I didn't check. Dammit.
Melo sat up and
stretched—a very human, very normal gesture—and smiled. — Good
morning. How are you holding up?
— Fine. — Vincent
hesitated. — Did you... sleep well?
— Perfectly, as
always. — Melo stood up, immediately starting to pull out his pots
and ingredients, his morning routine installed in less than thirty
seconds. — Mandatory sleep is... honestly, it’s one of the few
positive sides of my class. Seven hours of perfect, guaranteed sleep.
He said it with a
smile, but his hands—those hands that were cutting, mixing, and
adjusting—did not tremble. No hesitation. He knows exactly what
he’s doing. The thought came without warning. Sharp, cold,
precise.
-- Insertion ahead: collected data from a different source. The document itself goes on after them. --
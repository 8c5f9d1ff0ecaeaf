use bytes::Bytes;
use http::{HeaderMap, HeaderName, HeaderValue, StatusCode};

use crate::error::{ClientError, Result};
use crate::model::request::{header_str, headers};

/// Where the reader stands after the last item it returned.
#[derive(Debug, Clone, Copy, PartialEq, Eq)]
pub enum BatchReaderState {
    Initial,
    Operation,
    ChangesetStart,
    ChangesetEnd,
    Completed,
    Exception,
}

/// One operation response read from a batch.
#[derive(Debug, Clone, PartialEq)]
pub struct BatchOperationResponse {
    pub status_code: StatusCode,
    pub headers: HeaderMap,
    /// Taken from the MIME part headers, or from the HTTP headers if the
    /// service placed it there.
    pub content_id: Option<String>,
    pub body: Bytes,
}

#[derive(Debug, Clone, PartialEq)]
pub enum BatchItem {
    ChangesetStart,
    ChangesetEnd,
    Operation(BatchOperationResponse),
}

/// Extract the `boundary` parameter of a multipart content type.
pub fn boundary_from_content_type(content_type: &str) -> Option<String> {
    let mut parts = content_type.split(';');
    let media_type = parts.next()?.trim();
    if !media_type.eq_ignore_ascii_case("multipart/mixed") {
        return None;
    }
    parts.find_map(|param| {
        let (name, value) = param.split_once('=')?;
        if name.trim().eq_ignore_ascii_case("boundary") {
            Some(value.trim().trim_matches('"').to_string())
        } else {
            None
        }
    })
}

/// Splits one multipart body into its parts.
#[derive(Debug)]
struct PartCursor {
    body: Bytes,
    delimiter: String,
    pos: usize,
    started: bool,
    finished: bool,
}

impl PartCursor {
    fn new(body: Bytes, boundary: &str) -> Self {
        Self {
            body,
            delimiter: format!("--{}", boundary),
            pos: 0,
            started: false,
            finished: false,
        }
    }

    fn next_part(&mut self) -> Result<Option<Bytes>> {
        if self.finished {
            return Ok(None);
        }
        if !self.started {
            self.started = true;
            self.pos = if self.body.starts_with(self.delimiter.as_bytes()) {
                0
            } else {
                let marker = format!("\r\n{}", self.delimiter);
                find(&self.body, marker.as_bytes())
                    .map(|i| i + 2)
                    .ok_or_else(|| ClientError::Format("missing batch boundary".to_string()))?
            };
            if self.consume_delimiter()? {
                self.finished = true;
                return Ok(None);
            }
        }

        let marker = format!("\r\n{}", self.delimiter);
        let end = find(&self.body[self.pos..], marker.as_bytes())
            .map(|i| self.pos + i)
            .ok_or_else(|| ClientError::Format("unterminated multipart body".to_string()))?;
        let part = self.body.slice(self.pos..end);
        self.pos = end + 2;
        if self.consume_delimiter()? {
            self.finished = true;
        }
        Ok(Some(part))
    }

    /// Step over the delimiter at `pos`. Returns true for a close delimiter.
    fn consume_delimiter(&mut self) -> Result<bool> {
        self.pos += self.delimiter.len();
        let rest = &self.body[self.pos..];
        if rest.starts_with(b"--") {
            self.pos += 2;
            return Ok(true);
        }
        let padding = rest
            .iter()
            .take_while(|b| **b == b' ' || **b == b'\t')
            .count();
        if rest[padding..].starts_with(b"\r\n") {
            self.pos += padding + 2;
            Ok(false)
        } else {
            Err(ClientError::Format(
                "malformed multipart delimiter line".to_string(),
            ))
        }
    }
}

/// Pull reader over a buffered batch response body.
#[derive(Debug)]
pub struct BatchReader {
    outer: PartCursor,
    changeset: Option<PartCursor>,
    state: BatchReaderState,
}

impl BatchReader {
    pub fn new(body: Bytes, content_type: &str) -> Result<Self> {
        let boundary = boundary_from_content_type(content_type).ok_or_else(|| {
            ClientError::Format(format!(
                "expected a multipart/mixed batch response, got '{}'",
                content_type
            ))
        })?;
        Ok(Self {
            outer: PartCursor::new(body, &boundary),
            changeset: None,
            state: BatchReaderState::Initial,
        })
    }

    pub fn state(&self) -> BatchReaderState {
        self.state
    }

    pub fn in_changeset(&self) -> bool {
        self.changeset.is_some()
    }

    pub fn next_item(&mut self) -> Result<Option<BatchItem>> {
        match self.read_item() {
            Ok(item) => Ok(item),
            Err(err) => {
                self.state = BatchReaderState::Exception;
                Err(err)
            }
        }
    }

    fn read_item(&mut self) -> Result<Option<BatchItem>> {
        match self.state {
            BatchReaderState::Completed => return Ok(None),
            BatchReaderState::Exception => {
                return Err(ClientError::invalid_operation(
                    "the batch reader cannot continue after an error",
                ))
            }
            _ => {}
        }

        if let Some(changeset) = self.changeset.as_mut() {
            return match changeset.next_part()? {
                Some(part) => {
                    self.state = BatchReaderState::Operation;
                    Ok(Some(BatchItem::Operation(parse_operation(part)?)))
                }
                None => {
                    self.changeset = None;
                    self.state = BatchReaderState::ChangesetEnd;
                    Ok(Some(BatchItem::ChangesetEnd))
                }
            };
        }

        let Some(part) = self.outer.next_part()? else {
            self.state = BatchReaderState::Completed;
            return Ok(None);
        };
        let (part_headers, content) = split_head(part)?;
        let content_type = header_str(&part_headers, headers::CONTENT_TYPE).unwrap_or_default();
        if let Some(boundary) = boundary_from_content_type(content_type) {
            self.changeset = Some(PartCursor::new(content, &boundary));
            self.state = BatchReaderState::ChangesetStart;
            return Ok(Some(BatchItem::ChangesetStart));
        }

        self.state = BatchReaderState::Operation;
        Ok(Some(BatchItem::Operation(read_http_message(
            &part_headers,
            content,
        )?)))
    }
}

fn parse_operation(part: Bytes) -> Result<BatchOperationResponse> {
    let (part_headers, content) = split_head(part)?;
    read_http_message(&part_headers, content)
}

fn read_http_message(part_headers: &HeaderMap, content: Bytes) -> Result<BatchOperationResponse> {
    let (status_line, rest) = split_line(content)?;
    let status_code = status_line
        .split_whitespace()
        .nth(1)
        .and_then(|code| StatusCode::from_bytes(code.as_bytes()).ok())
        .ok_or_else(|| ClientError::Format(format!("invalid status line '{}'", status_line)))?;
    let (http_headers, body) = split_head(rest)?;
    let content_id = header_str(part_headers, headers::CONTENT_ID)
        .or_else(|| header_str(&http_headers, headers::CONTENT_ID))
        .map(|id| id.trim().to_string());
    Ok(BatchOperationResponse {
        status_code,
        headers: http_headers,
        content_id,
        body,
    })
}

fn split_line(content: Bytes) -> Result<(String, Bytes)> {
    let end = find(&content, b"\r\n")
        .ok_or_else(|| ClientError::Format("truncated batch operation".to_string()))?;
    let line = std::str::from_utf8(&content[..end])
        .map_err(|e| ClientError::Format(e.to_string()))?
        .to_string();
    Ok((line, content.slice(end + 2..)))
}

/// Split a header block from the content that follows the blank line.
fn split_head(content: Bytes) -> Result<(HeaderMap, Bytes)> {
    let (head_len, body_start) = if content.starts_with(b"\r\n") {
        (0, 2)
    } else {
        match find(&content, b"\r\n\r\n") {
            Some(i) => (i, i + 4),
            None => (content.len(), content.len()),
        }
    };
    let head = std::str::from_utf8(&content[..head_len])
        .map_err(|e| ClientError::Format(e.to_string()))?;
    let mut parsed = HeaderMap::new();
    for line in head.split("\r\n").filter(|l| !l.is_empty()) {
        let invalid = || ClientError::Format(format!("invalid header line '{}'", line));
        let (name, value) = line.split_once(':').ok_or_else(invalid)?;
        let name = HeaderName::from_bytes(name.trim().as_bytes()).map_err(|_| invalid())?;
        let value = HeaderValue::from_str(value.trim()).map_err(|_| invalid())?;
        parsed.append(name, value);
    }
    Ok((parsed, content.slice(body_start..)))
}

fn find(haystack: &[u8], needle: &[u8]) -> Option<usize> {
    haystack
        .windows(needle.len())
        .position(|window| window == needle)
}

#[cfg(test)]
mod tests {
    use super::*;
    use crate::wire::batch_writer::BatchWriter;
    use pretty_assertions::assert_eq;

    fn response_body() -> (Bytes, String) {
        let mut writer = BatchWriter::with_boundary("batchresponse_1");
        let mut json = HeaderMap::new();
        json.insert(headers::CONTENT_TYPE, HeaderValue::from_static("application/json"));
        writer
            .write_response(StatusCode::OK, &json, None, Some(&Bytes::from_static(b"{\"value\":[]}")))
            .unwrap();
        writer.start_changeset().unwrap();
        writer
            .write_response(StatusCode::NO_CONTENT, &HeaderMap::new(), Some("2"), None)
            .unwrap();
        writer
            .write_response(StatusCode::CREATED, &json, Some("1"), Some(&Bytes::from_static(b"{\"Id\":1}")))
            .unwrap();
        writer.end_changeset().unwrap();
        let content_type = writer.content_type();
        (writer.finish().unwrap(), content_type)
    }

    #[test]
    fn reads_queries_and_changesets_in_order() {
        let (body, content_type) = response_body();
        let mut reader = BatchReader::new(body, &content_type).unwrap();

        let Some(BatchItem::Operation(query)) = reader.next_item().unwrap() else {
            panic!("expected a query response");
        };
        assert_eq!(query.status_code, StatusCode::OK);
        assert_eq!(query.body, Bytes::from_static(b"{\"value\":[]}"));
        assert_eq!(reader.state(), BatchReaderState::Operation);

        assert_eq!(reader.next_item().unwrap(), Some(BatchItem::ChangesetStart));
        assert!(reader.in_changeset());

        let Some(BatchItem::Operation(first)) = reader.next_item().unwrap() else {
            panic!("expected an operation");
        };
        assert_eq!(first.status_code, StatusCode::NO_CONTENT);
        assert_eq!(first.content_id.as_deref(), Some("2"));
        assert!(first.body.is_empty());

        let Some(BatchItem::Operation(second)) = reader.next_item().unwrap() else {
            panic!("expected an operation");
        };
        assert_eq!(second.content_id.as_deref(), Some("1"));
        assert_eq!(header_str(&second.headers, "Content-Type"), Some("application/json"));
        assert_eq!(second.body, Bytes::from_static(b"{\"Id\":1}"));

        assert_eq!(reader.next_item().unwrap(), Some(BatchItem::ChangesetEnd));
        assert_eq!(reader.next_item().unwrap(), None);
        assert_eq!(reader.state(), BatchReaderState::Completed);
        assert_eq!(reader.next_item().unwrap(), None);
    }

    #[test]
    fn content_id_in_http_headers_is_accepted() {
        let body = "--b\r\nContent-Type: application/http\r\n\r\nHTTP/1.1 204 No Content\r\nContent-ID: 7\r\n\r\n\r\n--b--\r\n";
        let mut reader = BatchReader::new(Bytes::from(body), "multipart/mixed; boundary=b").unwrap();
        let Some(BatchItem::Operation(op)) = reader.next_item().unwrap() else {
            panic!("expected an operation");
        };
        assert_eq!(op.content_id.as_deref(), Some("7"));
    }

    #[test]
    fn malformed_bodies_fail() {
        assert!(BatchReader::new(Bytes::new(), "application/json").is_err());

        let mut reader =
            BatchReader::new(Bytes::from_static(b"no boundary here"), "multipart/mixed; boundary=b").unwrap();
        assert!(reader.next_item().is_err());
        assert_eq!(reader.state(), BatchReaderState::Exception);

        let truncated = "--b\r\nContent-Type: application/http\r\n\r\nHTTP/1.1 200 OK\r\n\r\n";
        let mut reader = BatchReader::new(Bytes::from(truncated), "multipart/mixed; boundary=\"b\"").unwrap();
        assert!(reader.next_item().is_err());

        let bad_status = "--b\r\nContent-Type: application/http\r\n\r\nHTTP/1.1 20 Short\r\n\r\n\r\n--b--\r\n";
        let mut reader = BatchReader::new(Bytes::from(bad_status), "multipart/mixed; boundary=b").unwrap();
        assert!(matches!(reader.next_item(), Err(ClientError::Format(_))));

        let bad_name = "--b\r\nContent-Type: application/http\r\n\r\nHTTP/1.1 204 No Content\r\nBad Name: x\r\n\r\n\r\n--b--\r\n";
        let mut reader = BatchReader::new(Bytes::from(bad_name), "multipart/mixed; boundary=b").unwrap();
        assert!(matches!(reader.next_item(), Err(ClientError::Format(ref m)) if m.contains("Bad Name")));
    }

    #[test]
    fn boundary_parsing() {
        assert_eq!(
            boundary_from_content_type("multipart/mixed; boundary=batch_1").as_deref(),
            Some("batch_1")
        );
        assert_eq!(
            boundary_from_content_type("Multipart/Mixed;charset=utf-8; boundary=\"x y\"").as_deref(),
            Some("x y")
        );
        assert_eq!(boundary_from_content_type("application/json"), None);
    }
}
He knows what "Active Absorption" means. He
knows why his Psyché hits a hundred percent. And he isn't telling
me.
Vincent looked at his
own hands—those waxen claws—and noted, for the first time,
something he hadn't seen before.
[Psyché:
74% → 73%]
One point. Only one.
Dropped since when? Since Melo’s sleep? He didn't know. But he
noted it.
Breakfast was
excellent—a kind of porridge enriched with crunchy seeds that gave
a +5% XP boost for an hour and +10 HP Stock. Melo prepared it while
singing softly, his good mood returned. Vincent ate in silence,
observing. Melo looked happy. Truly happy. As if he had just slept a
thousand years and woken up sated.
Because he did his
job.
Vincent swallowed the
last spoonful and nodded. — So. Are we hunting today?
— Of course! —
Melo pulled out his harp, checking the strings with the attention of
a professional musician, and stood up. — Let's go.
And they set off, side
by side, into the grey light that was neither morning nor evening,
but simply the place where they lived now.